§ **Material shown**:
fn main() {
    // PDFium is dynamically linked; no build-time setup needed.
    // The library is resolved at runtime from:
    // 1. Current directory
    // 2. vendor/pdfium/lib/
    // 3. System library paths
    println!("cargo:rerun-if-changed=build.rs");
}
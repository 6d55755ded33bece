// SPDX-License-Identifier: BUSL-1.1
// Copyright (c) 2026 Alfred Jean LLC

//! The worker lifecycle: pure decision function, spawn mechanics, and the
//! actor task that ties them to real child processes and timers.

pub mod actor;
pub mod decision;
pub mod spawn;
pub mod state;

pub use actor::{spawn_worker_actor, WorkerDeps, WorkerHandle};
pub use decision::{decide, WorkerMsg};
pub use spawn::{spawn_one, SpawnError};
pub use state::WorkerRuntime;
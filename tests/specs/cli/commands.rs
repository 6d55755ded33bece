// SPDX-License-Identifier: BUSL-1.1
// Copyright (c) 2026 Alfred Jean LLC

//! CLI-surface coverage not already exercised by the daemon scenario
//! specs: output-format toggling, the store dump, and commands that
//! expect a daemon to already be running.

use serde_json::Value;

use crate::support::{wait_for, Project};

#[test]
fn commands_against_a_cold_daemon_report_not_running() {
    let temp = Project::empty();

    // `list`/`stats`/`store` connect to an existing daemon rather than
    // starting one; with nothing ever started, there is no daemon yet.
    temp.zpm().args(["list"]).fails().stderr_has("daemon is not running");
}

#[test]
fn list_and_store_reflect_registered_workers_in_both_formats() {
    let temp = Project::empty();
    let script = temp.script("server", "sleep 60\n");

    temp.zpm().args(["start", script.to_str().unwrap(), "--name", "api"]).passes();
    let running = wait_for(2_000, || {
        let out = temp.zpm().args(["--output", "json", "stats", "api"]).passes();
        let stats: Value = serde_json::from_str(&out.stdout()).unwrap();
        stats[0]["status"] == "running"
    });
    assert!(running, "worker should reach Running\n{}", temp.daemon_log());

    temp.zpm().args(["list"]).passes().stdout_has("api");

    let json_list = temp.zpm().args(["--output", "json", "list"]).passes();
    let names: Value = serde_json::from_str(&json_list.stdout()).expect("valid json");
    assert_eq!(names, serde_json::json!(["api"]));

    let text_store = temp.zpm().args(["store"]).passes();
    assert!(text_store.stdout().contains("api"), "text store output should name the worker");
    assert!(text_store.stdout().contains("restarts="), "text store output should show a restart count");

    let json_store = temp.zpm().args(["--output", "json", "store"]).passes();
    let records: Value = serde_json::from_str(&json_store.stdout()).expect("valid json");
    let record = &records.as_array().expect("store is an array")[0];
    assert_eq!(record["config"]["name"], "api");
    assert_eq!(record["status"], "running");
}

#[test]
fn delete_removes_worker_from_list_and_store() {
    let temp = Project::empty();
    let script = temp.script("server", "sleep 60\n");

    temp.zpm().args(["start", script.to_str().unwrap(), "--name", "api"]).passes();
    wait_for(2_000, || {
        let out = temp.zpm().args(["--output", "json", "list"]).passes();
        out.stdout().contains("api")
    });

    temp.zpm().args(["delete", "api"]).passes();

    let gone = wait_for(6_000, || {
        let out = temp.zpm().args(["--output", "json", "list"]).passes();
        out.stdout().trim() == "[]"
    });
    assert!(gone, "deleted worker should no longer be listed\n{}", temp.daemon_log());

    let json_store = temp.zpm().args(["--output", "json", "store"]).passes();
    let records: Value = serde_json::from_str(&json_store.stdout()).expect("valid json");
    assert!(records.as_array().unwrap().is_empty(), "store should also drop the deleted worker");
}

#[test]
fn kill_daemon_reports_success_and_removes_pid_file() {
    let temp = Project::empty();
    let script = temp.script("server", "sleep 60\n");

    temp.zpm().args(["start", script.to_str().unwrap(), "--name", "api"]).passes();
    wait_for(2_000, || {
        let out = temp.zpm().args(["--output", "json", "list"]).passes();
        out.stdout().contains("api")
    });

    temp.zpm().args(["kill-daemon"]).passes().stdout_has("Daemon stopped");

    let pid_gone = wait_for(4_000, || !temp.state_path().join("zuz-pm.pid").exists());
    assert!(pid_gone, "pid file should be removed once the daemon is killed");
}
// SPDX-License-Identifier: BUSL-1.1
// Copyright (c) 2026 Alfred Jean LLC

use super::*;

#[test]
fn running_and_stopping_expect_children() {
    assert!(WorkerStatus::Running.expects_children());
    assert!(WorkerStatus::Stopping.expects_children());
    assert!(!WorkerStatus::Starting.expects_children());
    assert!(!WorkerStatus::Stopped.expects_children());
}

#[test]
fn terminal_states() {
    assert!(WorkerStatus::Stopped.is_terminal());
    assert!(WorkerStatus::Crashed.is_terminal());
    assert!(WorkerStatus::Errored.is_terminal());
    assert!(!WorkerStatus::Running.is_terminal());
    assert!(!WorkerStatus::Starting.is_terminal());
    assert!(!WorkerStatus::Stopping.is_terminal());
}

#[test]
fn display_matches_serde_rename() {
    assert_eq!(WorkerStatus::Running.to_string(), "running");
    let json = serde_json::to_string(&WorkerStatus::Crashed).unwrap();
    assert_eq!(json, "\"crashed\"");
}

---

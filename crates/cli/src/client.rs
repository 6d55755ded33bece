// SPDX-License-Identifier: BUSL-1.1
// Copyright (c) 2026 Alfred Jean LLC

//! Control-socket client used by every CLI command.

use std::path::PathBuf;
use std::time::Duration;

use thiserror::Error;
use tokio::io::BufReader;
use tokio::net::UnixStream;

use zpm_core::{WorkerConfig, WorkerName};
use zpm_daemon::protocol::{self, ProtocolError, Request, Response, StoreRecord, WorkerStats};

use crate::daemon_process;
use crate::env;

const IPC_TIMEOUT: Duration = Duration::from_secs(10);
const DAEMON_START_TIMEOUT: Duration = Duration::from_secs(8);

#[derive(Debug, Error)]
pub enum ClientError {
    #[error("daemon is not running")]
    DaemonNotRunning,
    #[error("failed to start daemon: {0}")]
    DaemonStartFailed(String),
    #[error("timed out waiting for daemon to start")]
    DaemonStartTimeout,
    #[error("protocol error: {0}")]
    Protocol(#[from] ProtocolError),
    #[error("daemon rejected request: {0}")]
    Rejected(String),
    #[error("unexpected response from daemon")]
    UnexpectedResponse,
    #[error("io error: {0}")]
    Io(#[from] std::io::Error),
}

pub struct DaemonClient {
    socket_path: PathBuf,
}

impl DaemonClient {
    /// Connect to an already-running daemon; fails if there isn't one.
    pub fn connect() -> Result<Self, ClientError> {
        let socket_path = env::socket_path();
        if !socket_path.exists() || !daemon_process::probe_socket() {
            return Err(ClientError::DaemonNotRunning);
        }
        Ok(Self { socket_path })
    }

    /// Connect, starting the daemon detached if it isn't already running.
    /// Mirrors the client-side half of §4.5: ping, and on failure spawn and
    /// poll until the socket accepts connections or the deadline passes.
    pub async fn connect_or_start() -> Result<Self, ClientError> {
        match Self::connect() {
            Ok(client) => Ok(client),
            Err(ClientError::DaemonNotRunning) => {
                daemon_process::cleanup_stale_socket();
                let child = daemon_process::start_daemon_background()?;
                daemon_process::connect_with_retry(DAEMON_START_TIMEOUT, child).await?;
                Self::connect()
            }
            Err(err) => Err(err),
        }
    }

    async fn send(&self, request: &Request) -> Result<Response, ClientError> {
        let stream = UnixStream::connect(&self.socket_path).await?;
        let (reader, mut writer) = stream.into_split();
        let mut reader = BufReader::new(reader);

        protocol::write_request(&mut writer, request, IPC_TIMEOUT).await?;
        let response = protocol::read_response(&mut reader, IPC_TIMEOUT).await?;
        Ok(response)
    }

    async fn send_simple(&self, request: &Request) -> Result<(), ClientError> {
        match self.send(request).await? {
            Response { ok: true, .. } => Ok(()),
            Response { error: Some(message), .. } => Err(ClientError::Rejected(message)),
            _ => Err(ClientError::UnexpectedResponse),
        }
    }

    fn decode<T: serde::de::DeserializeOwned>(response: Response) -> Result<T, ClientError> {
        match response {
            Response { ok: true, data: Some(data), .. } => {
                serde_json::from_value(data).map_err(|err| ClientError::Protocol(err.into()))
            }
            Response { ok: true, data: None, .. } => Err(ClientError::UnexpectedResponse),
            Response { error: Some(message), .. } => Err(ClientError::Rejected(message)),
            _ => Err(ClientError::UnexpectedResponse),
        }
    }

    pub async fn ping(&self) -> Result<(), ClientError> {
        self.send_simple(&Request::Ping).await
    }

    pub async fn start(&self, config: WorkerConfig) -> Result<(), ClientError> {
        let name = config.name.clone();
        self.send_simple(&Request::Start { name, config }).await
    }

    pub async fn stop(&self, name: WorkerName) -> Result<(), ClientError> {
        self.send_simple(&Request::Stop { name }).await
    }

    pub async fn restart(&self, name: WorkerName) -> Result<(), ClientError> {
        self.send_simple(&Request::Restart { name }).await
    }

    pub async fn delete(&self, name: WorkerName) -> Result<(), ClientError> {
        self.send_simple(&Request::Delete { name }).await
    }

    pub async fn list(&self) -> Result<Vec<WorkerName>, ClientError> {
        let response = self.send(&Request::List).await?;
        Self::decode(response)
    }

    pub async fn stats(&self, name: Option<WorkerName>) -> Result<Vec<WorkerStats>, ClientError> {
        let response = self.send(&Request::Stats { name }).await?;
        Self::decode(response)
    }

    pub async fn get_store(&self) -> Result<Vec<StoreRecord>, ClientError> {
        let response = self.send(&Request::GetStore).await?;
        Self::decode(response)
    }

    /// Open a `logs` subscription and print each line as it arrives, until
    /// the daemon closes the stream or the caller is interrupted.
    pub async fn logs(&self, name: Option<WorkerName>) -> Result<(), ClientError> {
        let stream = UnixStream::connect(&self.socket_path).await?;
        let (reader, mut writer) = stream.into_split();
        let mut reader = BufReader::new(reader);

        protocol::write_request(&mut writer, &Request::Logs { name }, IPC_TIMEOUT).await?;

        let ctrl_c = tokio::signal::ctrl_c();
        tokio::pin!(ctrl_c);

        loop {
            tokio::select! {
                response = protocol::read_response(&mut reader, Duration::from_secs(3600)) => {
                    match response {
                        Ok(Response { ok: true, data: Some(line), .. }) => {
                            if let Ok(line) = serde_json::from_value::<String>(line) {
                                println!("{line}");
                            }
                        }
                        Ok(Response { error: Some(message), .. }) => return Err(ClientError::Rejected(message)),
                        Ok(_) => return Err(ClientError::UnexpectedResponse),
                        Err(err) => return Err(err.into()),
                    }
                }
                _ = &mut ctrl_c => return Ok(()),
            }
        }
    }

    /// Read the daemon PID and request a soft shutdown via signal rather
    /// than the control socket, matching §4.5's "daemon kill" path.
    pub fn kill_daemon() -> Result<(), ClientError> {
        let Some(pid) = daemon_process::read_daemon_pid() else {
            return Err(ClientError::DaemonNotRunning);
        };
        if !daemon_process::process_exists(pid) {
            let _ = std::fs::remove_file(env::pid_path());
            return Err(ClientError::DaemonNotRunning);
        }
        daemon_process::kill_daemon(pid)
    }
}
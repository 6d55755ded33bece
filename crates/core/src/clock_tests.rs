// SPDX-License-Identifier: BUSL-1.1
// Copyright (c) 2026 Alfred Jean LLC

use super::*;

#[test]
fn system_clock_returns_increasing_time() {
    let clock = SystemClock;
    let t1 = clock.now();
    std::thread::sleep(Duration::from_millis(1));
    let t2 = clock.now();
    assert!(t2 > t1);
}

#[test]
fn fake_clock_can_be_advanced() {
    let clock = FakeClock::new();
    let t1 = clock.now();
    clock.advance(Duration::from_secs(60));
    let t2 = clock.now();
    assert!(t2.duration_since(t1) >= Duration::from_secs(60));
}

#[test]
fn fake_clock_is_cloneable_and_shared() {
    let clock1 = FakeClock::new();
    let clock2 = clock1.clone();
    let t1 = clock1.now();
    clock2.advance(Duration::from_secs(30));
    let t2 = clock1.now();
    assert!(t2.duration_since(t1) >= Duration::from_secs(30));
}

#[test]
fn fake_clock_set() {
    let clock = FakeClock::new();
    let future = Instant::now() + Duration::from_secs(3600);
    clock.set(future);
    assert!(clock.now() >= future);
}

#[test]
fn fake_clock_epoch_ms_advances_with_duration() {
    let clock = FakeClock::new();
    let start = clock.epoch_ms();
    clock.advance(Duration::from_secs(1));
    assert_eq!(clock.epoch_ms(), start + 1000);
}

...

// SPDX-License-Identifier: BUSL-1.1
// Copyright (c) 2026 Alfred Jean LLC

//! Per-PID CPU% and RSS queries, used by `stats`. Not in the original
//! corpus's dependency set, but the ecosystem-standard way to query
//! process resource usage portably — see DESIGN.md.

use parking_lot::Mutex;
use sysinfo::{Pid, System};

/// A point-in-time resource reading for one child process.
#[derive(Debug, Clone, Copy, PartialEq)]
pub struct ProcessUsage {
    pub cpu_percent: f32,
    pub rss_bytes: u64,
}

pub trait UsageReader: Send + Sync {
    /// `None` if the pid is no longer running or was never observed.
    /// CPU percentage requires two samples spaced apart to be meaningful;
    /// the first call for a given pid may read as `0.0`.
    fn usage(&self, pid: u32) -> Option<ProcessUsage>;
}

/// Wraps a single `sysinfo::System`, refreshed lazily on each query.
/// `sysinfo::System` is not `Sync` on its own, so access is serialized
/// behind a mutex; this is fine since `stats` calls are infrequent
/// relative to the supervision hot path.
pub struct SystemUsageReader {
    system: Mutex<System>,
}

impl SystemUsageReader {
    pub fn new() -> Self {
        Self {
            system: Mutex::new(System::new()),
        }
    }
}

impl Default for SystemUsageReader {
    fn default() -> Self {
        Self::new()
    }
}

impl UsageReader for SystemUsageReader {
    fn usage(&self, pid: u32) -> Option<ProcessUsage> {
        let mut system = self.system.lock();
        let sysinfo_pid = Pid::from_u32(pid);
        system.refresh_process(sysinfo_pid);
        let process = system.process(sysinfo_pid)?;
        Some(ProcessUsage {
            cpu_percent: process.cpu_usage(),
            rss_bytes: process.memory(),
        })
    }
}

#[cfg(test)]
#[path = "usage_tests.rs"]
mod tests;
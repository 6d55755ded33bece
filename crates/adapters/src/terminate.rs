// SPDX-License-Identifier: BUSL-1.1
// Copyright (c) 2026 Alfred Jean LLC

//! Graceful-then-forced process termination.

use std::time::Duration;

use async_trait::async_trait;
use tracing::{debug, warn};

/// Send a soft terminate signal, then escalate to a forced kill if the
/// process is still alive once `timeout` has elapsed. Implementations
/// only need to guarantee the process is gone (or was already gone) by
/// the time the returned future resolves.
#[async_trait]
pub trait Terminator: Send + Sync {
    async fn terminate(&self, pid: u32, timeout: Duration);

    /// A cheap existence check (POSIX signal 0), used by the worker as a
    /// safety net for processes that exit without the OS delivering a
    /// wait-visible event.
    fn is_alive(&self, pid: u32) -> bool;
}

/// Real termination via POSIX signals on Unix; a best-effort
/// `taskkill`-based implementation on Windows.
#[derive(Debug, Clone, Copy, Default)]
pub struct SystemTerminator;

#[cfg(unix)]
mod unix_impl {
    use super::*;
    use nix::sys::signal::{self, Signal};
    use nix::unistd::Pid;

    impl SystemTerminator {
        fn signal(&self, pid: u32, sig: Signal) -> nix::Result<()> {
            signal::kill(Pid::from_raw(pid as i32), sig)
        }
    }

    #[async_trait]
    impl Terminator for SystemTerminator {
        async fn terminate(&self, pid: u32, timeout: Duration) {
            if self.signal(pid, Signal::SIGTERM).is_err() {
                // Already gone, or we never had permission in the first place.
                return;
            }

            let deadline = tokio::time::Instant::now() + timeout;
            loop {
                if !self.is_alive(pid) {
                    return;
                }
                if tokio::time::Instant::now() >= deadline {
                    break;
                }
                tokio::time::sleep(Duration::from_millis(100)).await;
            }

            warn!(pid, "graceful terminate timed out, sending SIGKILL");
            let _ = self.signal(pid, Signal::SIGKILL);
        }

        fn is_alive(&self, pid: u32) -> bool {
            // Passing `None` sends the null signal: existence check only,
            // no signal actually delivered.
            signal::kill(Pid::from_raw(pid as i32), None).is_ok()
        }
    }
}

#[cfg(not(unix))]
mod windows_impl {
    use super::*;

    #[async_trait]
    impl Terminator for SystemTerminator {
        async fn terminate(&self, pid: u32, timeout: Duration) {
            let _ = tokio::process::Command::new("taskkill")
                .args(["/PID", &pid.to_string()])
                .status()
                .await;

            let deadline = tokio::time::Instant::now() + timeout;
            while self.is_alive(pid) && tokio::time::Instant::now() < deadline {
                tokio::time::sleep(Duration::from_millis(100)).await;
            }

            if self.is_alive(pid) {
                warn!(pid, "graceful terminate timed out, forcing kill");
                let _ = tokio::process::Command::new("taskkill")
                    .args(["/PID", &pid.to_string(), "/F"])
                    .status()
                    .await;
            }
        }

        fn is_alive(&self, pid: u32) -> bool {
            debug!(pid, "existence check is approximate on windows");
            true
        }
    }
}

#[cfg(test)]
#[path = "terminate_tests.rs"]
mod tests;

§ **Problem to work on**:
Check each line of the records for "rather" and copy the ones that contain it.

§ **Final answer**:
    // `list`/`stats`/`store` connect to an existing daemon rather than
    /// Read the daemon PID and request a soft shutdown via signal rather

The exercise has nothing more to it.